For other problems such as acne, minor spot outbreaks, etc. using warm water and a gentle cleanser twice per day will do the trick, ridding the skin of dirt and grime and washing the bad bacteria away. You should never scrub the face as this could cause further damage and injury, and always pat dry rather than rub with a towel.
If you have inflammation and swelling, a cold compress can help and this can even help to reduce redness and irritation too, often providing almost immediate relief from soreness or itching.
Acne treatments can help with the harsher cases, especially those containing ingredients such as benzoyl peroxide and salicylic acid as these have proven to be especially helpful in at-home acne treatments.

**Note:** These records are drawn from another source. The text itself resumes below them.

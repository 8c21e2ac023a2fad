//! Configuration loading
//!
//! Settings are resolved in three tiers, lowest priority first:
//! 1. Compiled defaults
//! 2. TOML config file (`--config`, `CMIG_CONFIG`, or `<config dir>/cmig/config.toml`)
//! 3. Environment variables (`DRY_RUN`, `BATCH_SIZE`, ...)
//!
//! Run modes are environment-gated on purpose: the same binary invocation is
//! re-run after a crash, and the environment carries the mode across restarts.

use crate::{Error, Result};
use serde::{Deserialize, Serialize};
use std::path::{Path, PathBuf};
use tracing::{debug, info};

pub const DEFAULT_BATCH_SIZE: usize = 50;
pub const DEFAULT_BATCH_DELAY_MS: u64 = 100;
pub const DEFAULT_MAX_RETRIES: u32 = 3;
pub const DEFAULT_RETRY_DELAY_MS: u64 = 1000;
pub const DEFAULT_AUDIO_CONCURRENCY: usize = 5;
pub const DEFAULT_SAMPLE_SIZE: usize = 20;

/// Optional values read from the TOML config file
#[derive(Debug, Clone, Default, Serialize, Deserialize)]
#[serde(default)]
pub struct TomlConfig {
    pub database: Option<PathBuf>,
    pub source_export: Option<PathBuf>,
    pub state_dir: Option<PathBuf>,
    pub operator: Option<String>,
    pub batch_size: Option<usize>,
    pub batch_delay_ms: Option<u64>,
    pub max_retries: Option<u32>,
    pub retry_delay_ms: Option<u64>,
    pub audio_concurrency: Option<usize>,
    pub sample_size: Option<usize>,
    pub storage: TomlStorageConfig,
}

/// `[storage]` table of the TOML config file
#[derive(Debug, Clone, Default, Serialize, Deserialize)]
#[serde(default)]
pub struct TomlStorageConfig {
    pub source_bucket: Option<String>,
    pub source_bucket_dir: Option<PathBuf>,
    pub source_prefixes: Option<Vec<String>>,
    pub target_bucket: Option<String>,
    pub target_bucket_dir: Option<PathBuf>,
    pub target_storage_url: Option<String>,
    pub target_storage_token: Option<String>,
    pub requests_per_second: Option<u32>,
}

/// Object storage settings for the blob subsystem
#[derive(Debug, Clone)]
pub struct StorageSettings {
    /// Name recorded in the manifest's `bucket` field
    pub source_bucket: String,
    /// Local mirror of the source bucket
    pub source_bucket_dir: Option<PathBuf>,
    /// Path prefixes enumerated when building the manifest
    pub source_prefixes: Vec<String>,
    pub target_bucket: String,
    /// Local directory used as the target store (takes precedence over HTTP)
    pub target_bucket_dir: Option<PathBuf>,
    /// Base URL of the target storage REST API
    pub target_storage_url: Option<String>,
    pub target_storage_token: Option<String>,
    /// Client-side request rate limit for the HTTP store
    pub requests_per_second: u32,
}

/// Fully resolved settings for one invocation
#[derive(Debug, Clone)]
pub struct Settings {
    pub dry_run: bool,
    pub verbose: bool,
    pub batch_size: usize,
    pub batch_delay_ms: u64,
    pub max_retries: u32,
    pub retry_delay_ms: u64,
    pub audio_concurrency: usize,
    pub sample_size: usize,
    pub confirm_rollback: bool,
    pub force_cleanup: bool,
    pub operator: Option<String>,
    pub database_path: PathBuf,
    pub source_export: Option<PathBuf>,
    pub state_dir: PathBuf,
    pub storage: StorageSettings,
}

impl Settings {
    /// Resolve settings from the real process environment
    ///
    /// `config_path` is the `--config` argument, if any.
    pub fn from_environment(config_path: Option<&Path>) -> Result<Self> {
        let explicit = config_path
            .map(Path::to_path_buf)
            .or_else(|| std::env::var("CMIG_CONFIG").ok().map(PathBuf::from));
        let toml_config = load_toml_config(explicit.as_deref())?;
        Self::resolve(&toml_config, |key| std::env::var(key).ok())
    }

    /// Resolve settings from a TOML config and an environment lookup
    ///
    /// The lookup is injected so tests never touch process-wide state.
    pub fn resolve<F>(toml_config: &TomlConfig, env: F) -> Result<Self>
    where
        F: Fn(&str) -> Option<String>,
    {
        let env = |key: &str| env(key).filter(|v| !v.trim().is_empty());

        let dry_run = match env("DRY_RUN") {
            Some(v) => parse_bool("DRY_RUN", &v)?,
            None => false,
        };
        let verbose = match env("VERBOSE") {
            Some(v) => parse_bool("VERBOSE", &v)?,
            None => false,
        };

        let batch_size = positive(
            "BATCH_SIZE",
            parse_env(&env, "BATCH_SIZE")?
                .or(toml_config.batch_size)
                .unwrap_or(DEFAULT_BATCH_SIZE),
        )?;
        let batch_delay_ms = parse_env(&env, "BATCH_DELAY_MS")?
            .or(toml_config.batch_delay_ms)
            .unwrap_or(DEFAULT_BATCH_DELAY_MS);
        let max_retries = positive(
            "MAX_RETRIES",
            parse_env(&env, "MAX_RETRIES")?
                .or(toml_config.max_retries)
                .unwrap_or(DEFAULT_MAX_RETRIES),
        )?;
        let retry_delay_ms = parse_env(&env, "RETRY_DELAY_MS")?
            .or(toml_config.retry_delay_ms)
            .unwrap_or(DEFAULT_RETRY_DELAY_MS);
        let audio_concurrency = positive(
            "AUDIO_CONCURRENCY",
            parse_env(&env, "AUDIO_CONCURRENCY")?
                .or(toml_config.audio_concurrency)
                .unwrap_or(DEFAULT_AUDIO_CONCURRENCY),
        )?;
        let sample_size = parse_env(&env, "CMIG_SAMPLE_SIZE")?
            .or(toml_config.sample_size)
            .unwrap_or(DEFAULT_SAMPLE_SIZE);

        // Destructive modes require the exact documented value, not just "truthy"
        let confirm_rollback = env("CONFIRM_ROLLBACK").as_deref() == Some("yes");
        let force_cleanup = env("FORCE_CLEANUP").as_deref() == Some("true");

        let operator = env("MIGRATION_OPERATOR")
            .or_else(|| toml_config.operator.clone())
            .map(|o| o.trim().to_string())
            .filter(|o| !o.is_empty());

        let state_dir = env("CMIG_STATE_DIR")
            .map(PathBuf::from)
            .or_else(|| toml_config.state_dir.clone())
            .unwrap_or_else(|| PathBuf::from("migration-state"));
        let database_path = env("CMIG_DATABASE")
            .map(PathBuf::from)
            .or_else(|| toml_config.database.clone())
            .unwrap_or_else(|| state_dir.join("target.db"));
        let source_export = env("CMIG_SOURCE_EXPORT")
            .map(PathBuf::from)
            .or_else(|| toml_config.source_export.clone());

        let storage_toml = &toml_config.storage;
        let storage = StorageSettings {
            source_bucket: env("CMIG_SOURCE_BUCKET")
                .or_else(|| storage_toml.source_bucket.clone())
                .unwrap_or_else(|| "source-audio".to_string()),
            source_bucket_dir: env("CMIG_SOURCE_BUCKET_DIR")
                .map(PathBuf::from)
                .or_else(|| storage_toml.source_bucket_dir.clone()),
            source_prefixes: env("CMIG_SOURCE_PREFIXES")
                .map(|v| {
                    v.split(',')
                        .map(|p| p.trim().to_string())
                        .filter(|p| !p.is_empty())
                        .collect()
                })
                .or_else(|| storage_toml.source_prefixes.clone())
                .unwrap_or_else(|| vec!["recordings/".to_string(), "audio/".to_string()]),
            target_bucket: env("CMIG_TARGET_BUCKET")
                .or_else(|| storage_toml.target_bucket.clone())
                .unwrap_or_else(|| "case-audio".to_string()),
            target_bucket_dir: env("CMIG_TARGET_BUCKET_DIR")
                .map(PathBuf::from)
                .or_else(|| storage_toml.target_bucket_dir.clone()),
            target_storage_url: env("CMIG_TARGET_STORAGE_URL")
                .or_else(|| storage_toml.target_storage_url.clone()),
            target_storage_token: env("CMIG_TARGET_STORAGE_TOKEN")
                .or_else(|| storage_toml.target_storage_token.clone()),
            requests_per_second: positive(
                "CMIG_STORAGE_RPS",
                parse_env(&env, "CMIG_STORAGE_RPS")?
                    .or(storage_toml.requests_per_second)
                    .unwrap_or(10),
            )?,
        };

        let settings = Self {
            dry_run,
            verbose,
            batch_size,
            batch_delay_ms,
            max_retries,
            retry_delay_ms,
            audio_concurrency,
            sample_size,
            confirm_rollback,
            force_cleanup,
            operator,
            database_path,
            source_export,
            state_dir,
            storage,
        };

        debug!(?settings, "Settings resolved");
        Ok(settings)
    }

    /// Operator identity, required by every command that mutates state
    pub fn require_operator(&self) -> Result<&str> {
        self.operator.as_deref().ok_or_else(|| {
            Error::Config(
                "MIGRATION_OPERATOR is not set. Set it to the name of the person running the migration."
                    .to_string(),
            )
        })
    }

    /// Source export path, required by commands that read source records
    pub fn require_source_export(&self) -> Result<&Path> {
        self.source_export.as_deref().ok_or_else(|| {
            Error::Config("CMIG_SOURCE_EXPORT is not set (path to the source export JSON)".to_string())
        })
    }

    pub fn checkpoint_path(&self) -> PathBuf {
        self.state_dir.join("checkpoint.json")
    }

    pub fn report_path(&self) -> PathBuf {
        self.state_dir.join("migration-report.json")
    }

    pub fn manifest_path(&self) -> PathBuf {
        self.state_dir.join("audio-manifest.json")
    }

    pub fn blob_progress_path(&self) -> PathBuf {
        self.state_dir.join("audio-progress.json")
    }

    pub fn url_mapping_path(&self) -> PathBuf {
        self.state_dir.join("audio-url-mappings.json")
    }
}

/// Load the TOML config file
///
/// An explicitly named file must exist. The platform default location is
/// optional and silently skipped when absent.
pub fn load_toml_config(explicit: Option<&Path>) -> Result<TomlConfig> {
    let path = match explicit {
        Some(path) => {
            if !path.exists() {
                return Err(Error::Config(format!(
                    "Config file not found: {}",
                    path.display()
                )));
            }
            path.to_path_buf()
        }
        None => match default_config_path() {
            Some(path) if path.exists() => path,
            _ => {
                debug!("No TOML config file, using environment and defaults");
                return Ok(TomlConfig::default());
            }
        },
    };

    let content = std::fs::read_to_string(&path)
        .map_err(|e| Error::Config(format!("Read {} failed: {}", path.display(), e)))?;
    let config = toml::from_str(&content)
        .map_err(|e| Error::Config(format!("Parse {} failed: {}", path.display(), e)))?;

    info!("Loaded config file: {}", path.display());
    Ok(config)
}

/// `~/.config/cmig/config.toml` (or the platform equivalent)
fn default_config_path() -> Option<PathBuf> {
    dirs::config_dir().map(|d| d.join("cmig").join("config.toml"))
}

fn parse_bool(key: &str, value: &str) -> Result<bool> {
    match value.trim().to_ascii_lowercase().as_str() {
        "true" | "1" | "yes" | "on" => Ok(true),
        "false" | "0" | "no" | "off" => Ok(false),
        other => Err(Error::Config(format!(
            "{} must be true or false, got '{}'",
            key, other
        ))),
    }
}

fn parse_env<T, F>(env: &F, key: &str) -> Result<Option<T>>
where
    T: std::str::FromStr,
    T::Err: std::fmt::Display,
    F: Fn(&str) -> Option<String>,
{
    env(key)
        .map(|v| {
            v.trim()
                .parse::<T>()
                .map_err(|e| Error::Config(format!("{} has invalid value '{}': {}", key, v, e)))
        })
        .transpose()
}

fn positive<T>(key: &str, value: T) -> Result<T>
where
    T: PartialOrd + Default + std::fmt::Display,
{
    if value <= T::default() {
        return Err(Error::Config(format!("{} must be greater than 0, got {}", key, value)));
    }
    Ok(value)
}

If you are experiencing these hard bumps on face because of ingrown hairs, exfoliating or using a rough sponge can help to remove the top layer of skin and encourage the new growth to poke through it, freeing the follicle. You could also try using a scrub with a coarse material such as sugar. This will also help remove the top layer of dead or unhealthy skin cells, allow regrowth and also that hair to break free.
Milia can be solved by lightly breaking away the top layer of the pus filled bump and draining it out although if left to their own devices, won’t cause any problems other than aesthetic ones.